A consumption tax is regressive, falling hardest on the poor and fixed incomes. Not willing to appear cruel, Fair Tax proponents are forced to provide different schemes to rebate part of the sales taxes to low income people thereby involving the IRS, or something like it, to process income statements and send refunds. What could possibly go wrong?
Naturally, the sales tax will be sold as revenue neutral, or even bring in more money to the Federal Behemoth.  So what have we gained? Very little, I would think. There would be a renaming of what would be largely the same. We would have expanded a regressive excise tax. Do you think progressives will fall in line to support this?  I doubt it has much to appeal to them, except for vague promises corporations might pay more tax.
Then another article in a major Lib webzine featured a takedown of the need for a new progressive tax. It was well written, but the fundamental take on the issue is incorrect. What if the income tax is being incorrectly collected? What if it is a tax only on those who earned income from a federal privilege? 
If it is understood that the vast majority of working people earning a living in the harmless occupations of life are not taxed under the constitution, and that only those engaged in federal privileges are, then why not agree with the Progressive! Of course the tax should be Progressive, my friend, just so long as it is a tax on a federal privilege!
Isn’t this a Libertarian solution that has something in it for all ?  For Libertarians, it defends  the individual exercising his natural right to work to support himself and his family. For Progressives, it shows you are open to some kind of progressive tax, and  you are joining with them against the 1% who earn their money from a federal privilege.
But you would have to forge new ground here. Libertarians would actually say that we cannot be rightfully taxed on our natural right to earn a living for ourselves and our family. That puts the power back to the individual. The only difference would be that you would signal support for a progressive tax on federal privileges. Demand we reform the IRS to have more due process and transparency. The slogan is we cannot squeeze the workers to pay for the mistakes of the crony corporate elite!





Thursday, July 17, 2014

 A Federalist Critique of the US Individual Income Tax

Does federalism preclude the Individual Income Tax as currently collected?

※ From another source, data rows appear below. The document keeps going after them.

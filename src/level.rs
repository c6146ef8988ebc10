//! Severity levels carried by [`LogRecord`](crate::log_record::LogRecord).

use std::fmt;

#[derive(Clone, Copy, Debug, Default, PartialEq, Eq, PartialOrd, Ord, Hash)]
pub enum Level {
    Trace,
    Debug,
    #[default]
    Info,
    Warn,
    Error,
}

impl Level {
    /// Upper-case name used when rendering records.
    pub fn as_str(&self) -> &'static str {
        match self {
            Level::Trace => "TRACE",
            Level::Debug => "DEBUG",
            Level::Info => "INFO",
            Level::Warn => "WARN",
            Level::Error => "ERROR",
        }
    }
}

impl fmt::Display for Level {
    fn fmt(&self, f: &mut fmt::Formatter<'_>) -> fmt::Result {
        f.write_str(self.as_str())
    }
}

impl From<log::Level> for Level {
    fn from(level: log::Level) -> Self {
        match level {
            log::Level::Trace => Level::Trace,
            log::Level::Debug => Level::Debug,
            log::Level::Info => Level::Info,
            log::Level::Warn => Level::Warn,
            log::Level::Error => Level::Error,
        }
    }
}
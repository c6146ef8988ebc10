use std::sync::atomic::{AtomicU64, Ordering};
use std::time::{Duration, SystemTime, UNIX_EPOCH};

/// Default minimum spacing between dropped-log warnings.
pub const DEFAULT_WARN_INTERVAL: Duration = Duration::from_secs(5);

fn now_millis() -> u64 {
    SystemTime::now()
        .duration_since(UNIX_EPOCH)
        .map(|d| u64::try_from(d.as_millis()).unwrap_or(u64::MAX))
        .unwrap_or_default()
}

/// Helper that rate limits dropped-log warnings.
///
/// The caller increments the drop counter via [`record_drop`]. The next call to
/// [`warn_if_due`] emits a warning using the provided callback if the configured
/// interval has elapsed. [`flush`] emits a warning immediately if any logs
/// have been dropped since the last emission.
///
/// [`record_drop`]: RateLimitedWarner::record_drop
/// [`warn_if_due`]: RateLimitedWarner::warn_if_due
/// [`flush`]: RateLimitedWarner::flush
#[derive(Debug)]
pub struct RateLimitedWarner {
    interval_ms: u64,
    last_warn: AtomicU64,
    dropped: AtomicU64,
}

impl RateLimitedWarner {
    /// Create a warner whose first warning can be emitted immediately.
    pub fn new(interval: Duration) -> Self {
        let interval_ms = u64::try_from(interval.as_millis()).unwrap_or(u64::MAX);
        Self {
            interval_ms,
            last_warn: AtomicU64::new(now_millis().saturating_sub(interval_ms)),
            dropped: AtomicU64::new(0),
        }
    }

    pub fn record_drop(&self) {
        self.dropped.fetch_add(1, Ordering::Relaxed);
    }

    /// Emit a warning if the rate limit interval has elapsed.
    pub fn warn_if_due(&self, mut warn: impl FnMut(u64)) {
        let now = now_millis();
        let prev = self.last_warn.load(Ordering::Relaxed);
        if now.saturating_sub(prev) < self.interval_ms {
            return;
        }
        // Only the thread that claims the slot reports.
        if self
            .last_warn
            .compare_exchange(prev, now, Ordering::AcqRel, Ordering::Relaxed)
            .is_err()
        {
            return;
        }
        let count = self.dropped.swap(0, Ordering::Relaxed);
        if count > 0 {
            warn(count);
        }
    }

    /// Immediately warn about any dropped logs.
    pub fn flush(&self, mut warn: impl FnMut(u64)) {
        let count = self.dropped.swap(0, Ordering::Relaxed);
        if count > 0 {
            warn(count);
            self.last_warn.store(now_millis(), Ordering::Relaxed);
        }
    }
}

impl Default for RateLimitedWarner {
    fn default() -> Self {
        Self::new(DEFAULT_WARN_INTERVAL)
    }
}
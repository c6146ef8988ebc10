//! Delivery outcomes and the failure taxonomy behind them.

use thiserror::Error;

use super::transport::TransportError;

/// Result of a single [`send_log`](super::VibexClient::send_log) call.
#[derive(Clone, Copy, Debug, PartialEq, Eq)]
pub enum SendOutcome {
    /// The ingest API accepted the log (2xx).
    Sent,
    /// The client is disabled; no request was made.
    Skipped,
    /// The token was rejected; the client is now permanently disabled.
    Killed,
    /// The ingest API returned 429; the log was dropped.
    RateLimited,
    /// Any other failure; the log was dropped.
    Failed,
}

impl SendOutcome {
    pub fn is_sent(self) -> bool {
        matches!(self, SendOutcome::Sent)
    }
}

/// Reasons a log was not delivered.
///
/// These never escape the client: each one is absorbed and turned into a
/// [`SendOutcome`].
#[derive(Debug, Error)]
pub enum DeliveryError {
    #[error("missing configuration: {}", missing.join(", "))]
    ConfigInvalid { missing: Vec<&'static str> },
    #[error("token expired or invalid ({0})")]
    AuthRejected(u16),
    #[error("rate limit exceeded")]
    RateLimited,
    #[error("session not found (404)")]
    SessionNotFound,
    #[error("server returned {0}")]
    ServerError(u16),
    #[error(transparent)]
    Transport(#[from] TransportError),
    #[error("failed to encode envelope: {0}")]
    Serialize(#[from] serde_json::Error),
}

impl DeliveryError {
    pub fn outcome(&self) -> SendOutcome {
        match self {
            DeliveryError::ConfigInvalid { .. } => SendOutcome::Skipped,
            DeliveryError::AuthRejected(_) => SendOutcome::Killed,
            DeliveryError::RateLimited => SendOutcome::RateLimited,
            DeliveryError::SessionNotFound
            | DeliveryError::ServerError(_)
            | DeliveryError::Transport(_)
            | DeliveryError::Serialize(_) => SendOutcome::Failed,
        }
    }
}

/// Classify an HTTP status code returned by the ingest API.
///
/// * **2xx** → delivered
/// * **401/403** → [`DeliveryError::AuthRejected`], trips the kill switch
/// * **429** → [`DeliveryError::RateLimited`]
/// * **404** → [`DeliveryError::SessionNotFound`]
/// * **other** → [`DeliveryError::ServerError`]
pub(crate) fn classify_status(status: u16) -> Result<(), DeliveryError> {
    match status {
        200..=299 => Ok(()),
        401 | 403 => Err(DeliveryError::AuthRejected(status)),
        429 => Err(DeliveryError::RateLimited),
        404 => Err(DeliveryError::SessionNotFound),
        _ => Err(DeliveryError::ServerError(status)),
    }
}
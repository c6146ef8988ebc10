//! Enabled/disabled state of a client.
//!
//! The state lives in a single atomic owned by one client instance. The only
//! transition after construction is `Enabled -> Disabled(Killed)`, performed
//! with a compare-exchange so racing senders cannot corrupt the flag.

use std::sync::atomic::{AtomicU8, Ordering};

/// Why a client stopped sending.
#[derive(Clone, Copy, Debug, PartialEq, Eq)]
pub enum DisableReason {
    /// Token or session identifier missing at construction.
    InvalidConfig,
    /// The ingest API rejected the token (401/403).
    Killed,
}

#[derive(Clone, Copy, Debug, PartialEq, Eq)]
pub enum ClientState {
    Enabled,
    Disabled(DisableReason),
}

impl ClientState {
    pub fn is_enabled(self) -> bool {
        matches!(self, ClientState::Enabled)
    }
}

const ENABLED: u8 = 0;
const INVALID_CONFIG: u8 = 1;
const KILLED: u8 = 2;

fn encode(state: ClientState) -> u8 {
    match state {
        ClientState::Enabled => ENABLED,
        ClientState::Disabled(DisableReason::InvalidConfig) => INVALID_CONFIG,
        ClientState::Disabled(DisableReason::Killed) => KILLED,
    }
}

fn decode(raw: u8) -> ClientState {
    match raw {
        ENABLED => ClientState::Enabled,
        INVALID_CONFIG => ClientState::Disabled(DisableReason::InvalidConfig),
        _ => ClientState::Disabled(DisableReason::Killed),
    }
}

#[derive(Debug)]
pub(crate) struct StateCell {
    raw: AtomicU8,
}

impl StateCell {
    pub(crate) fn new(initial: ClientState) -> Self {
        Self {
            raw: AtomicU8::new(encode(initial)),
        }
    }

    pub(crate) fn load(&self) -> ClientState {
        decode(self.raw.load(Ordering::Acquire))
    }

    /// Trip the kill switch.
    ///
    /// Returns `true` only for the caller that moved the state out of
    /// `Enabled`; later or concurrent callers observe `false`.
    pub(crate) fn kill(&self) -> bool {
        self.raw
            .compare_exchange(ENABLED, KILLED, Ordering::AcqRel, Ordering::Acquire)
            .is_ok()
    }
}
//! Wire envelope posted to the ingest API.
//!
//! The body carries the session at the top level and a single entry in
//! `logs`:
//!
//! ```json
//! {"sessionId": "...", "logs": [{"type": "json", "payload": {...}, "timestamp": 1700000000000}]}
//! ```

use chrono::Utc;
use serde::Serialize;

/// One log, addressed to one session, stamped in milliseconds.
///
/// Built fresh for each send and dropped once the request completes.
#[derive(Debug)]
pub struct LogEnvelope<'a, P: ?Sized> {
    pub kind: &'a str,
    pub payload: &'a P,
    pub session_id: &'a str,
    pub timestamp: i64,
}

#[derive(Serialize)]
struct WireBody<'a, P: ?Sized + Serialize> {
    #[serde(rename = "sessionId")]
    session_id: &'a str,
    logs: [WireLog<'a, P>; 1],
}

#[derive(Serialize)]
struct WireLog<'a, P: ?Sized + Serialize> {
    #[serde(rename = "type")]
    kind: &'a str,
    payload: &'a P,
    timestamp: i64,
}

impl<'a, P> LogEnvelope<'a, P>
where
    P: Serialize + ?Sized,
{
    /// Stamp the envelope with `timestamp`, or with the current time.
    pub fn new(kind: &'a str, payload: &'a P, session_id: &'a str, timestamp: Option<i64>) -> Self {
        Self {
            kind,
            payload,
            session_id,
            timestamp: timestamp.unwrap_or_else(|| Utc::now().timestamp_millis()),
        }
    }

    pub fn to_json(&self) -> Result<String, serde_json::Error> {
        let body = WireBody {
            session_id: self.session_id,
            logs: [WireLog {
                kind: self.kind,
                payload: self.payload,
                timestamp: self.timestamp,
            }],
        };
        serde_json::to_string(&body)
    }
}
//! Compatibility bridge for the Rust `log` crate.
//!
//! [`VibexLogger`] implements `log::Log` and forwards each record to a
//! [`LogHandler`], usually a [`VibexHandler`](crate::VibexHandler). Install
//! it as the global logger with [`install`]:
//!
//! ```no_run
//! use vibex_sh::{VibexHandler, log_compat};
//!
//! log_compat::install(VibexHandler::new(), log::LevelFilter::Info)
//!     .expect("no other logger installed");
//! log::info!("{}", r#"{"cpu": 45, "memory": 78}"#);
//! ```

use log::{LevelFilter, Metadata, Record, SetLoggerError};

use crate::handler::LogHandler;
use crate::level::Level;
use crate::log_record::{LogRecord, RecordMetadata, is_internal_target, normalise_target};

/// Adapter implementing the Rust `log::Log` trait.
///
/// Records below the configured level and records emitted by this crate's
/// own diagnostics are ignored. Everything else is converted to a
/// [`LogRecord`] and handed to the wrapped handler on the calling thread.
pub struct VibexLogger<H> {
    handler: H,
    level: LevelFilter,
}

impl<H: LogHandler> VibexLogger<H> {
    /// Wrap `handler`, accepting records at `Info` and above.
    pub fn new(handler: H) -> Self {
        Self {
            handler,
            level: LevelFilter::Info,
        }
    }

    pub fn with_level(mut self, level: LevelFilter) -> Self {
        self.level = level;
        self
    }

    pub fn level(&self) -> LevelFilter {
        self.level
    }

    pub fn handler(&self) -> &H {
        &self.handler
    }
}

fn convert(record: &Record<'_>) -> LogRecord {
    let metadata = RecordMetadata {
        module_path: record.module_path().unwrap_or_default().to_owned(),
        filename: record.file().unwrap_or_default().to_owned(),
        line_number: record.line().unwrap_or(0),
        ..Default::default()
    };
    LogRecord::with_metadata(
        normalise_target(record.target()).as_ref(),
        Level::from(record.level()),
        &record.args().to_string(),
        metadata,
    )
}

impl<H: LogHandler> log::Log for VibexLogger<H> {
    fn enabled(&self, metadata: &Metadata<'_>) -> bool {
        metadata.level() <= self.level && !is_internal_target(metadata.target())
    }

    fn log(&self, record: &Record<'_>) {
        if !self.enabled(record.metadata()) {
            return;
        }
        self.handler.handle(&convert(record));
    }

    fn flush(&self) {}
}

/// Install `handler` as the global Rust logger.
///
/// Fails when a different global logger is already set. The global maximum
/// level is raised to `level` on success.
pub fn install<H>(handler: H, level: LevelFilter) -> Result<(), SetLoggerError>
where
    H: LogHandler + 'static,
{
    log::set_boxed_logger(Box::new(VibexLogger::new(handler).with_level(level)))?;
    log::set_max_level(level);
    Ok(())
}

#[cfg(test)]
mod tests {
    //! Unit tests for the `log` crate bridge.

    use super::*;
    use crate::test_utils::CollectingHandler;
    use log::Log;
    use rstest::rstest;

    #[rstest]
    fn logger_forwards_records_with_source_location() {
        let handler = CollectingHandler::new();
        let logger = VibexLogger::new(handler.clone());

        let record = log::Record::builder()
            .args(format_args!(r#"{{"cpu": 45}}"#))
            .level(log::Level::Info)
            .target("bridge::test")
            .module_path(Some("bridge::test"))
            .file(Some("lib.rs"))
            .line(Some(42))
            .build();

        logger.log(&record);

        let records = handler.collected();
        assert_eq!(records.len(), 1);
        let rec = &records[0];
        assert_eq!(rec.logger(), "bridge.test");
        assert_eq!(rec.level(), Level::Info);
        assert_eq!(rec.message(), r#"{"cpu": 45}"#);
        assert_eq!(rec.metadata().module_path, "bridge::test");
        assert_eq!(rec.metadata().filename, "lib.rs");
        assert_eq!(rec.metadata().line_number, 42);
    }

    #[rstest]
    #[case(LevelFilter::Warn, log::Level::Info, false)]
    #[case(LevelFilter::Warn, log::Level::Error, true)]
    #[case(LevelFilter::Trace, log::Level::Trace, true)]
    #[case(LevelFilter::Off, log::Level::Error, false)]
    fn logger_respects_threshold(
        #[case] filter: LevelFilter,
        #[case] level: log::Level,
        #[case] forwarded: bool,
    ) {
        let handler = CollectingHandler::new();
        let logger = VibexLogger::new(handler.clone()).with_level(filter);

        logger.log(
            &log::Record::builder()
                .args(format_args!("{{}}"))
                .level(level)
                .target("app")
                .build(),
        );

        assert_eq!(handler.collected().len(), usize::from(forwarded));
    }

    #[rstest]
    #[case("vibex_sh")]
    #[case("vibex_sh::client")]
    fn logger_ignores_own_diagnostics(#[case] target: &str) {
        let handler = CollectingHandler::new();
        let logger = VibexLogger::new(handler.clone());

        logger.log(
            &log::Record::builder()
                .args(format_args!("Vibex SDK: dropping log"))
                .level(log::Level::Warn)
                .target(target)
                .build(),
        );

        assert!(handler.collected().is_empty());
        assert!(!logger.enabled(&Metadata::builder().target(target).build()));
    }
}
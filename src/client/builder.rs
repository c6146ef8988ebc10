//! Builder for [`VibexClient`].
//!
//! Missing credentials are never a build error: they produce a client that
//! is disabled from the start. Only programmer errors, such as a zero
//! timeout, are rejected.

use std::{sync::Arc, time::Duration};

use thiserror::Error;

use crate::{console::ConsoleSink, rate_limited_warner::RateLimitedWarner};

use super::{
    HttpTransport, Transport, VibexClient,
    config::{DEFAULT_CONNECT_TIMEOUT, DEFAULT_REQUEST_TIMEOUT, VibexConfig},
};

/// Errors that may occur while building a client or handler.
#[derive(Debug, Error, PartialEq, Eq)]
pub enum BuildError {
    /// Invalid user supplied configuration.
    #[error("invalid vibex configuration: {0}")]
    InvalidConfig(String),
}

macro_rules! ensure_positive {
    ($value:expr, $field:expr) => {{
        if $value == 0 {
            Err(BuildError::InvalidConfig(format!(
                "{} must be greater than zero",
                $field
            )))
        } else {
            Ok($value)
        }
    }};
}

macro_rules! option_setter {
    ($(#[$meta:meta])* $fn_name:ident, $field:ident, $ty:ty) => {
        $(#[$meta])*
        pub fn $fn_name(mut self, value: $ty) -> Self {
            self.$field = Some(value);
            self
        }
    };
}

#[derive(Clone, Default)]
pub struct VibexClientBuilder {
    config: Option<VibexConfig>,
    connect_timeout_ms: Option<u64>,
    request_timeout_ms: Option<u64>,
    warn_interval: Option<Duration>,
    verbose: bool,
    diagnostics: Option<ConsoleSink>,
    transport: Option<Arc<dyn Transport>>,
}

impl VibexClientBuilder {
    /// Create a builder that reads the environment at build time.
    pub fn new() -> Self {
        Self::default()
    }

    option_setter!(
        #[doc = "Use an explicit configuration instead of the environment."]
        with_config,
        config,
        VibexConfig
    );
    option_setter!(
        #[doc = "Set the connect timeout in milliseconds."]
        with_connect_timeout_ms,
        connect_timeout_ms,
        u64
    );
    option_setter!(
        #[doc = "Set the overall request timeout in milliseconds."]
        with_timeout_ms,
        request_timeout_ms,
        u64
    );
    option_setter!(
        #[doc = "Set the minimum spacing between dropped-log warnings."]
        with_warn_interval,
        warn_interval,
        Duration
    );
    option_setter!(
        #[doc = "Send verbose messages somewhere other than stderr."]
        with_diagnostics,
        diagnostics,
        ConsoleSink
    );
    option_setter!(
        #[doc = "Replace the HTTP transport."]
        with_transport,
        transport,
        Arc<dyn Transport>
    );

    /// Print startup, kill and drop messages to the diagnostics sink.
    pub fn with_verbose(mut self, verbose: bool) -> Self {
        self.verbose = verbose;
        self
    }

    fn validate(&self) -> Result<(), BuildError> {
        if let Some(timeout) = self.connect_timeout_ms {
            ensure_positive!(timeout, "connect_timeout_ms")?;
        }
        if let Some(timeout) = self.request_timeout_ms {
            ensure_positive!(timeout, "timeout_ms")?;
        }
        if let Some(interval) = self.warn_interval {
            ensure_positive!(interval.as_millis(), "warn_interval")?;
        }
        Ok(())
    }

    pub fn build(self) -> Result<VibexClient, BuildError> {
        self.validate()?;
        let transport = self.transport.unwrap_or_else(|| {
            let connect = self
                .connect_timeout_ms
                .map_or(DEFAULT_CONNECT_TIMEOUT, Duration::from_millis);
            let request = self
                .request_timeout_ms
                .map_or(DEFAULT_REQUEST_TIMEOUT, Duration::from_millis);
            Arc::new(HttpTransport::new(connect, request))
        });
        let warner = self
            .warn_interval
            .map_or_else(RateLimitedWarner::default, RateLimitedWarner::new);
        Ok(VibexClient::from_parts(
            self.config.unwrap_or_else(VibexConfig::from_env),
            transport,
            self.diagnostics.unwrap_or_default(),
            self.verbose,
            warner,
        ))
    }
}

impl std::fmt::Debug for VibexClientBuilder {
    fn fmt(&self, f: &mut std::fmt::Formatter<'_>) -> std::fmt::Result {
        f.debug_struct("VibexClientBuilder")
            .field("config", &self.config)
            .field("connect_timeout_ms", &self.connect_timeout_ms)
            .field("request_timeout_ms", &self.request_timeout_ms)
            .field("warn_interval", &self.warn_interval)
            .field("verbose", &self.verbose)
            .field("custom_transport", &self.transport.is_some())
            .finish()
    }
}

#[cfg(test)]
mod tests {
    use super::*;
    use crate::client::DEFAULT_API_URL;
    use rstest::rstest;

    fn valid_config() -> VibexConfig {
        VibexConfig::new(Some("tok"), Some("sess"), DEFAULT_API_URL)
    }

    #[rstest]
    #[case(VibexClientBuilder::new().with_timeout_ms(0), "timeout_ms must be greater than zero")]
    #[case(
        VibexClientBuilder::new().with_connect_timeout_ms(0),
        "connect_timeout_ms must be greater than zero"
    )]
    #[case(
        VibexClientBuilder::new().with_warn_interval(Duration::ZERO),
        "warn_interval must be greater than zero"
    )]
    fn rejects_zero_values(#[case] builder: VibexClientBuilder, #[case] message: &str) {
        let err = builder
            .with_config(valid_config())
            .build()
            .expect_err("zero value must be rejected");
        assert_eq!(err, BuildError::InvalidConfig(message.to_owned()));
    }

    #[rstest]
    fn missing_credentials_still_build_a_disabled_client() {
        let client = VibexClientBuilder::new()
            .with_config(VibexConfig::default())
            .build()
            .expect("build");
        assert!(!client.is_enabled());
    }

    #[rstest]
    fn explicit_config_is_used() {
        let client = VibexClientBuilder::new()
            .with_config(valid_config())
            .with_timeout_ms(250)
            .build()
            .expect("build");
        assert!(client.is_enabled());
        assert_eq!(client.config().session_id(), Some("sess"));
    }
}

  The federal government can tax the same objects and within the same jurisdiction as the states. "We must remember, too, that the revenues of the United States must be obtained in the same territory, from the same people, and excise taxes must be collected from the same activities, as are also reached by the States in order to support their local government.” Flint v. Stone Tracy Co., 220 US 107, 154 (1911)

2.       Otto Skinner and other tax honesty writers  point out that the States party to the Constitution could only give the newly created federal government powers of taxation they already inherently possessed: (A) Directly tax people or property, but with a significant restriction: a direct federal tax must be apportioned among the several states by population. The States also gave the federal government the power to tax indirectly through excises, imposts, and duties.
3.       The focus, then, is on the authority the several states have to tax income vs. the authority to tax a right.
4.       If a State does not have the power to declare a right taxable, then it couldn’t have given that authority to the federal government, either.
5.       However, if a State could tax a privilege, so could the federal government (see A above) tax the same privileges. This indeed may answer why States can self-determine one’s taxable liability because the information return declares that you were engaging in a privilege.
6.The key question is this: Can a state tax labor and the enjoyment of the fruit of that labor as a right or is it a privilege that can be taxed? The Constitutional question is this: did the several States have the authority to grant the federal government the authority to tax the right to labor and the fruit of that labor?

7.Here is the issue:

Case law that firmly declares that working for a living is a right that cannot be taxed as a privilege is found at the state level. Here is one case:
“The individual, unlike the corporation, cannot be taxed for the mere privilege of existing. The corporation is an artificial entity which owes its existence and charter powers to the state; but the individual's right to live and own property are natural rights for the enjoyment of which an excise cannot be imposed: 26 R.C.L., Taxation, § 209, p. 236; Cooley, Taxation, (4th Ed.), § 1676; Opinion of the Justices, 195 Mass. 607 (84 N.E. 499).” Redfield v. Fisher, 135 Or. 180, 197-198 (1931)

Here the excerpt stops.